## EXERCISE BRIEF
Below are the records; restate word for word the lines from the first through the one containing "use crate::error::ErrorKind;", and only those.

Start of Block

//! Local filesystem storage backend.
//!
//! Files are stored in a configured directory and accessed through
//! `tokio::fs`. Writes go to a hidden temporary sibling first and are renamed
//! into place once synced, so a crash never leaves a truncated archive under
//! its final name.

use crate::backend::FileInfoStream;
use crate::error::ErrorKind;
use crate::{FileInfo, StorageBackend, error::Result, path::validate as validate_path};
use async_stream::stream;
use async_trait::async_trait;
use exn::ResultExt;
use std::fs::{Metadata, create_dir_all as sync_create_dir};
use std::path::{Path, PathBuf};
use std::sync::atomic::{AtomicU64, Ordering};
use tokio::fs::{self, DirEntry};
use tokio::io::AsyncWriteExt;

/// Prefix and suffix of in-flight temporary files.
const TEMP_PREFIX: &str = ".tmp-";
const TEMP_SUFFIX: &str = ".partial";

static TEMP_COUNTER: AtomicU64 = AtomicU64::new(0);

enum WalkEntry {
    File(FileInfo),
    Descend(PathBuf),
    Skip,
}

/// Local filesystem storage backend.
///
/// All paths are relative to the configured root directory.
///
/// # Examples
///
/// ```no_run
/// use nupack_storage::backend::LocalBackend;
///
/// # fn example() -> Result<(), Box<dyn std::error::Error>> {
/// let backend = LocalBackend::new("packages", "/var/lib/nupack/packages").map_err(|e| format!("{e:?}"))?;
/// # Ok(())
/// # }
/// ```
#[derive(Debug, Clone)]
pub struct LocalBackend {
    name: String,
    /// Root directory holding the package archives
    root: PathBuf,
}
impl LocalBackend {
    /// Create a new local filesystem backend, creating the root if needed.
    ///
    /// # Errors
    ///
    /// Returns an error if the path is not absolute, or exists but is not a
    /// directory.
    pub fn new(name: impl Into<String>, root: impl AsRef<Path>) -> Result<Self> {
        let root = root.as_ref().to_path_buf();
        if !root.is_absolute() {
            exn::bail!(ErrorKind::InvalidPath(root));
        }
        if root.exists() {
            if !root.is_dir() {
                exn::bail!(ErrorKind::InvalidPath(root));
            }
        } else {
            // Only happens once at startup; not worth an async constructor.
            sync_create_dir(&root).map_err(|e| Self::map_io_error(e, &root))?;
        }
        Ok(Self { name: name.into(), root })
    }

    /// Validate a relative storage path and join it with the root directory.
    fn absolute_path(&self, path: impl AsRef<Path>) -> Result<PathBuf> {
        let validated = validate_path(path.as_ref())?;
        Ok(self.root.join(validated))
    }

    /// Convert an absolute path back to a relative storage path.
    fn relative_path(&self, absolute: impl AsRef<Path>) -> Result<PathBuf> {
        let absolute = absolute.as_ref();
        let relative = absolute.strip_prefix(&self.root).or_raise(|| {
            ErrorKind::BackendError(format!("path `{:?}` is not within root `{:?}`", absolute, self.root))
        })?;
        validate_path(relative)
    }

    fn metadata(path: &Path, metadata: Metadata) -> Result<FileInfo> {
        let modified = metadata.modified().map_err(ErrorKind::Io)?;
        Ok(FileInfo::new(path, metadata.len(), modified))
    }

    fn map_io_error(e: std::io::Error, path: &Path) -> ErrorKind {
        match e.kind() {
            std::io::ErrorKind::NotFound => ErrorKind::NotFound(path.to_path_buf()),
            std::io::ErrorKind::PermissionDenied => ErrorKind::PermissionDenied(path.to_path_buf()),
            _ => ErrorKind::Io(e),
        }
    }

    fn is_temporary(path: &Path) -> bool {
        path.file_name()
            .and_then(|name| name.to_str())
            .is_some_and(|name| name.starts_with(TEMP_PREFIX) && name.ends_with(TEMP_SUFFIX))
    }

    fn temporary_sibling(target: &Path) -> PathBuf {
        let unique = TEMP_COUNTER.fetch_add(1, Ordering::Relaxed);
        let name = target.file_name().and_then(|name| name.to_str()).unwrap_or("blob");
        target.with_file_name(format!("{TEMP_PREFIX}{name}.{}-{unique}{TEMP_SUFFIX}", std::process::id()))
    }

    async fn write_synced(temp: &Path, data: &[u8]) -> std::io::Result<()> {
        let mut file = fs::File::create(temp).await?;
        file.write_all(data).await?;
        file.sync_all().await
    }

    /// Persist the rename itself; without this a crash could forget it.
    #[cfg(unix)]
    async fn sync_dir(dir: &Path) -> std::io::Result<()> {
        fs::File::open(dir).await?.sync_all().await
    }

    #[cfg(not(unix))]
    async fn sync_dir(_dir: &Path) -> std::io::Result<()> {
        Ok(())
    }

    async fn process_entry(&self, entry: DirEntry, prefix: Option<&Path>) -> Result<WalkEntry> {
        let path = entry.path();
        if Self::is_temporary(&path) {
            return Ok(WalkEntry::Skip);
        }
        let metadata = entry.metadata().await.map_err(|e| Self::map_io_error(e, &path))?;
        let relative = self.relative_path(&path)?;
        if metadata.is_dir() {
            return Ok(WalkEntry::Descend(path));
        }
        if let Some(pfx) = prefix
            && !relative.starts_with(pfx)
        {
            return Ok(WalkEntry::Skip);
        }
        if metadata.is_file() {
            return Ok(WalkEntry::File(Self::metadata(&relative, metadata)?));
        }
        // Most likely a broken symlink.
        Ok(WalkEntry::Skip)
    }
}

#[async_trait]
impl StorageBackend for LocalBackend {
    fn name(&self) -> &str {
        &self.name
    }

    fn list_stream<'a>(&'a self, prefix: Option<&'a Path>) -> FileInfoStream<'a> {
        let validated_prefix = match prefix.map(validate_path).transpose() {
            Ok(pfx) => pfx,
            Err(e) => return Box::pin(futures::stream::once(async { Result::Err(e) })),
        };
        let mut stack = vec![self.root.clone()];

        Box::pin(stream! {
            'dirs: while let Some(current) = stack.pop() {
                let mut entries = match fs::read_dir(&current).await {
                    Ok(entries) => entries,
                    // Listing a directory that doesn't exist is an empty
                    // listing, not an error.
                    Err(err) if err.kind() == std::io::ErrorKind::NotFound => continue,
                    Err(err) => {
                        yield Err(exn::Exn::from(Self::map_io_error(err, &current)));
                        continue 'dirs;
                    }
                };

                'entries: loop {
                    let entry = match entries.next_entry().await {
                        Ok(Some(entry)) => entry,
                        Ok(None) => break 'entries,
                        Err(e) => { yield Err(exn::Exn::from(Self::map_io_error(e, &current))); continue 'dirs; },
                    };
                    match self.process_entry(entry, validated_prefix.as_deref()).await {
                        Ok(WalkEntry::File(f)) => yield Ok(f),
                        Ok(WalkEntry::Descend(d)) => stack.push(d),
                        Ok(WalkEntry::Skip) => {},
                        Err(e) => yield Err(e),
                    };
                }
            }
        })
    }

    async fn exists(&self, path: &Path) -> Result<bool> {
        let abs_path = self.absolute_path(path)?;
        Ok(fs::try_exists(&abs_path).await.map_err(ErrorKind::Io)?)
    }

    async fn read(&self, path: &Path) -> Result<Vec<u8>> {
        let abs_path = self.absolute_path(path)?;
        Ok(fs::read(&abs_path).await.map_err(|e| Self::map_io_error(e, path))?)
    }

    async fn write(&self, path: &Path, data: &[u8]) -> Result<()> {
        let abs_path = self.absolute_path(path)?;
        let parent = abs_path.parent().unwrap_or(&self.root).to_path_buf();
        fs::create_dir_all(&parent).await.map_err(|e| Self::map_io_error(e, path))?;

        let temp = Self::temporary_sibling(&abs_path);
        if let Err(e) = Self::write_synced(&temp, data).await {
            _ = fs::remove_file(&temp).await;
            exn::bail!(Self::map_io_error(e, path));
        }
        if let Err(e) = fs::rename(&temp, &abs_path).await {
            _ = fs::remove_file(&temp).await;
            exn::bail!(Self::map_io_error(e, path));
        }
        if let Err(e) = Self::sync_dir(&parent).await {
            // The data itself is synced; only the directory entry may lag.
            tracing::warn!(backend = %self.name, path = %path.display(), error = %e, "Cannot sync directory after write");
        }
        Ok(())
    }

    async fn delete(&self, path: &Path) -> Result<()> {
        let abs_path = self.absolute_path(path)?;
        Ok(fs::remove_file(&abs_path).await.map_err(|e| Self::map_io_error(e, path))?)
    }

    async fn stat(&self, path: &Path) -> Result<FileInfo> {
        let abs_path = self.absolute_path(path)?;
        let metadata = fs::metadata(&abs_path).await.map_err(|e| Self::map_io_error(e, path))?;
        if !metadata.is_file() {
            exn::bail!(ErrorKind::NotFound(path.to_path_buf()));
        }
        Self::metadata(path, metadata)
    }
}

#[cfg(test)]
mod tests {
    use super::*;

    fn backend() -> (tempfile::TempDir, LocalBackend) {
        let temp_dir = tempfile::tempdir().unwrap();
        let backend = LocalBackend::new("test", temp_dir.path()).unwrap();
        (temp_dir, backend)
    }

    #[test]
    fn test_new_requires_absolute_path() {
        let temp_dir = tempfile::tempdir().unwrap();
        assert!(LocalBackend::new("name", temp_dir.path()).is_ok());
        assert!(LocalBackend::new("name", "relative/path").is_err());
        assert!(LocalBackend::new("name", "./relative").is_err());
    }

    #[test]
    fn test_new_creates_root() {
        let temp_dir = tempfile::tempdir().unwrap();
        let root = temp_dir.path().join("nested/packages");
        LocalBackend::new("name", &root).unwrap();
        assert!(root.is_dir());
    }

    #[test]
    fn test_new_rejects_file_root() {
        let temp_dir = tempfile::tempdir().unwrap();
        let file = temp_dir.path().join("not-a-dir");
        std::fs::write(&file, b"x").unwrap();
        assert!(LocalBackend::new("name", &file).is_err());
    }

    #[test]
    fn test_absolute_and_relative_paths() {
        let (temp_dir, backend) = backend();
        let expected = temp_dir.path().join("Foo.1.0.0.nupkg");
        assert_eq!(backend.absolute_path("Foo.1.0.0.nupkg").unwrap(), expected);
        assert_eq!(backend.relative_path(&expected).unwrap(), Path::new("Foo.1.0.0.nupkg"));
        assert!(backend.absolute_path("../etc/passwd").is_err());
        assert!(backend.relative_path("/other/file.nupkg").is_err());
    }

    #[tokio::test]
    async fn test_write_and_read() {
        let (_dir, backend) = backend();
        backend.write(Path::new("Foo.1.0.0.nupkg"), b"PK\x03\x04data").await.unwrap();
        assert_eq!(backend.read(Path::new("Foo.1.0.0.nupkg")).await.unwrap(), b"PK\x03\x04data");
    }

    #[tokio::test]
    async fn test_write_replaces_and_leaves_no_temporaries() {
        let (temp_dir, backend) = backend();
        backend.write(Path::new("Foo.1.0.0.nupkg"), b"first").await.unwrap();
        backend.write(Path::new("Foo.1.0.0.nupkg"), b"second").await.unwrap();
        assert_eq!(backend.read(Path::new("Foo.1.0.0.nupkg")).await.unwrap(), b"second");
        let names = std::fs::read_dir(temp_dir.path())
            .unwrap()
            .map(|entry| entry.unwrap().file_name().into_string().unwrap())
            .collect::<Vec<_>>();
        assert_eq!(names, ["Foo.1.0.0.nupkg"]);
    }

    #[tokio::test]
    async fn test_write_creates_directories() {
        let (_dir, backend) = backend();
        backend.write(Path::new("a/b/Foo.1.0.0.nupkg"), b"data").await.unwrap();
        assert!(backend.exists(Path::new("a/b/Foo.1.0.0.nupkg")).await.unwrap());
    }

    #[tokio::test]
    async fn test_list_skips_temporaries() {
        let (temp_dir, backend) = backend();
        backend.write(Path::new("Foo.1.0.0.nupkg"), b"data").await.unwrap();
        let crashed = LocalBackend::temporary_sibling(&temp_dir.path().join("Bar.1.0.0.nupkg"));
        std::fs::write(&crashed, b"half").unwrap();
        let files = backend.list(None).await.unwrap();
        assert_eq!(files.len(), 1);
        assert_eq!(files[0].path, Path::new("Foo.1.0.0.nupkg"));
        assert_eq!(files[0].size, 4);
    }

    #[tokio::test]
    async fn test_list_with_prefix() {
        let (_dir, backend) = backend();
        backend.write(Path::new("feed/Foo.1.0.0.nupkg"), b"data").await.unwrap();
        backend.write(Path::new("feed/Foo.2.0.0.nupkg"), b"data").await.unwrap();
        backend.write(Path::new("other/Bar.1.0.0.nupkg"), b"data").await.unwrap();
        assert_eq!(backend.list(None).await.unwrap().len(), 3);
        let feed = backend.list(Some(Path::new("feed"))).await.unwrap();
        assert_eq!(feed.len(), 2);
        assert!(feed.iter().all(|f| f.path.starts_with("feed")));
        assert!(backend.list(Some(Path::new("nonexistent"))).await.unwrap().is_empty());
    }

    #[tokio::test]
    async fn test_delete() {
        let (_dir, backend) = backend();
        backend.write(Path::new("Foo.1.0.0.nupkg"), b"data").await.unwrap();
        backend.delete(Path::new("Foo.1.0.0.nupkg")).await.unwrap();
        assert!(!backend.exists(Path::new("Foo.1.0.0.nupkg")).await.unwrap());
        let err = backend.delete(Path::new("Foo.1.0.0.nupkg")).await.unwrap_err();
        assert!(err.is_not_found());
    }

    #[tokio::test]
    async fn test_stat() {
        let (_dir, backend) = backend();
        backend.write(Path::new("Foo.1.0.0.nupkg"), b"Hello, world!").await.unwrap();
        let info = backend.stat(Path::new("Foo.1.0.0.nupkg")).await.unwrap();
        assert_eq!(info.path, PathBuf::from("Foo.1.0.0.nupkg"));
        assert_eq!(info.size, 13);
        let err = backend.stat(Path::new("missing.nupkg")).await.unwrap_err();
        assert!(matches!(&*err, ErrorKind::NotFound(_)));
    }

    #[tokio::test]
    async fn test_path_security() {
        let (_dir, backend) = backend();
        assert!(backend.read(Path::new("../etc/passwd")).await.is_err());
        assert!(backend.write(Path::new("../escape.nupkg"), b"data").await.is_err());
        assert!(backend.delete(Path::new("../../file")).await.is_err());
    }
}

End of Block

## ANSWER FOR THE TASK
//! Local filesystem storage backend.
//!
//! Files are stored in a configured directory and accessed through
//! `tokio::fs`. Writes go to a hidden temporary sibling first and are renamed
//! into place once synced, so a crash never leaves a truncated archive under
//! its final name.

use crate::backend::FileInfoStream;
use crate::error::ErrorKind;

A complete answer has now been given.